Abstract

Gout is characterized by dysregulation of urate production and excretion, leading to deposition of monosodium urate crystals in skin and joints. Gout may be primary or secondary. Etiology of primary gout is multifactorial, with genetic susceptibility and environmental factors playing a role. Secondary gout has many causes, most common being impaired urate excretion in chronic kidney disease. Increased hematopoietic cell turnover may also lead to urate elevation, rarely manifesting as secondary gout. Herein, we describe a subacute presentation of tophaceous gout as a harbinger for underlying myeloproliferative neoplasm with profound thrombocytosis and JAK2 V617F mutation – an association that has not previously been reported in the literature. A 65-year-old patient with no prior history of gout presented to Dermatology clinic with several subcutaneous painful nodules on the fingers that appeared abruptly and were growing over several weeks.
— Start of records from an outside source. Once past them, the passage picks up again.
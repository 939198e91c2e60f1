use std::fs;
use std::path::Path;

use anyhow::{Context, Result};
use csv::WriterBuilder;
use serde::Serialize;

use lifu::output::MANIFEST_FILE;
use lifu::ParamTable;

use crate::report::{GridSummary, MaterialSummary, PlanReport, PlanSummary, TargetRow};

pub const OUTPUT_SCHEMA_VERSION: &str = "1.0.0";

pub const OUTPUT_FILES: [&str; 6] = [
    "targets.csv",
    "protocol.csv",
    "grid.csv",
    "materials.csv",
    "summary.json",
    MANIFEST_FILE,
];

#[derive(Debug, Clone, Serialize)]
pub struct Manifest {
    pub schema_version: String,
    pub created_utc: String,
    pub protocol_file: String,
    pub transducer_file: Option<String>,
    pub target: [f64; 3],
    pub target_units: String,
    pub files: Vec<String>,
}

fn fmt_f64(v: f64) -> String {
    format!("{v:.10}")
}

fn writer(path: &Path) -> Result<csv::Writer<fs::File>> {
    WriterBuilder::new()
        .has_headers(false)
        .from_path(path)
        .with_context(|| format!("failed to open {} for writing", path.display()))
}

pub fn write_targets_csv(path: &Path, rows: &[TargetRow]) -> Result<()> {
    let mut wtr = writer(path)?;
    wtr.write_record([
        "id", "name", "x", "y", "z", "units", "radius", "distance", "in_grid",
    ])?;
    for row in rows {
        wtr.write_record([
            row.id.clone(),
            row.name.clone(),
            fmt_f64(row.x),
            fmt_f64(row.y),
            fmt_f64(row.z),
            row.units.clone(),
            fmt_f64(row.radius),
            fmt_f64(row.distance),
            row.in_grid.to_string(),
        ])?;
    }
    wtr.flush()?;
    Ok(())
}

pub fn write_protocol_csv(path: &Path, table: &ParamTable) -> Result<()> {
    let mut wtr = writer(path)?;
    wtr.write_record(["name", "value", "unit"])?;
    for row in &table.rows {
        wtr.write_record([row.name.clone(), fmt_f64(row.value), row.unit.clone()])?;
    }
    wtr.flush()?;
    Ok(())
}

/// One row per axis.
pub fn write_grid_csv(path: &Path, grid: &GridSummary) -> Result<()> {
    let mut wtr = writer(path)?;
    wtr.write_record(["dim", "name", "min", "max", "size", "spacing", "units"])?;
    for axis in 0..3 {
        let (lo, hi) = grid.extent[axis];
        wtr.write_record([
            grid.dims[axis].clone(),
            grid.names[axis].clone(),
            fmt_f64(lo),
            fmt_f64(hi),
            grid.size[axis].to_string(),
            fmt_f64(grid.spacing),
            grid.units.clone(),
        ])?;
    }
    wtr.flush()?;
    Ok(())
}

pub fn write_materials_csv(path: &Path, rows: &[MaterialSummary]) -> Result<()> {
    let mut wtr = writer(path)?;
    wtr.write_record(["param", "name", "units", "ref_value", "min", "max"])?;
    for row in rows {
        wtr.write_record([
            row.param.clone(),
            row.name.clone(),
            row.units.clone(),
            fmt_f64(row.ref_value),
            fmt_f64(row.min),
            fmt_f64(row.max),
        ])?;
    }
    wtr.flush()?;
    Ok(())
}

#[derive(Serialize)]
struct SummaryFile<'a> {
    summary: &'a PlanSummary,
    grid: &'a GridSummary,
}

pub fn write_summary_json(path: &Path, report: &PlanReport) -> Result<()> {
    let payload = serde_json::to_string_pretty(&SummaryFile {
        summary: &report.summary,
        grid: &report.grid,
    })
    .context("failed to serialize plan summary")?;
    fs::write(path, payload).with_context(|| format!("failed to write {}", path.display()))
}

/// Write every report artifact into `run_dir`, except the manifest.
pub fn write_report(run_dir: &Path, report: &PlanReport) -> Result<()> {
    write_targets_csv(&run_dir.join("targets.csv"), &report.targets)?;
    write_protocol_csv(&run_dir.join("protocol.csv"), &report.protocol_table)?;
    write_grid_csv(&run_dir.join("grid.csv"), &report.grid)?;
    write_materials_csv(&run_dir.join("materials.csv"), &report.materials)?;
    write_summary_json(&run_dir.join("summary.json"), report)?;
    log::debug!("wrote plan report to {}", run_dir.display());
    Ok(())
}
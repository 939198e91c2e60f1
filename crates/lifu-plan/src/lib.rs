//! Treatment-plan reports: a protocol, a transducer and a target combined
//! into the numbers an operator checks before handing the plan to a
//! beamformer and an acoustic solver.

pub mod io;
pub mod report;

pub use report::{build_report, GridSummary, MaterialSummary, PlanReport, PlanSummary, TargetRow};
X-ray was negative for calcinosis but showed non-specific soft tissue swelling and possible joint erosion. Skin biopsy of a subcutaneous nodule was performed for definitive diagnosis and revealed intradermal crystal deposition, consistent with gout. Baseline blood work showed elevated urate and platelet count greater than 1,000,000/uL. The patient was referred to Hematology/Oncology and underwent bone marrow biopsy, which revealed hypercellular marrow with maturing trilineage hematopoiesis and erythroid/granulocytic dysplasia, consistent with myeloproliferative neoplasm. Genetic testing further identified a JAK2 V617F mutation. This interesting case highlights the importance of considering secondary causes of gout, including hematologic malignancy, in newly diagnosed or treatment refractory cases.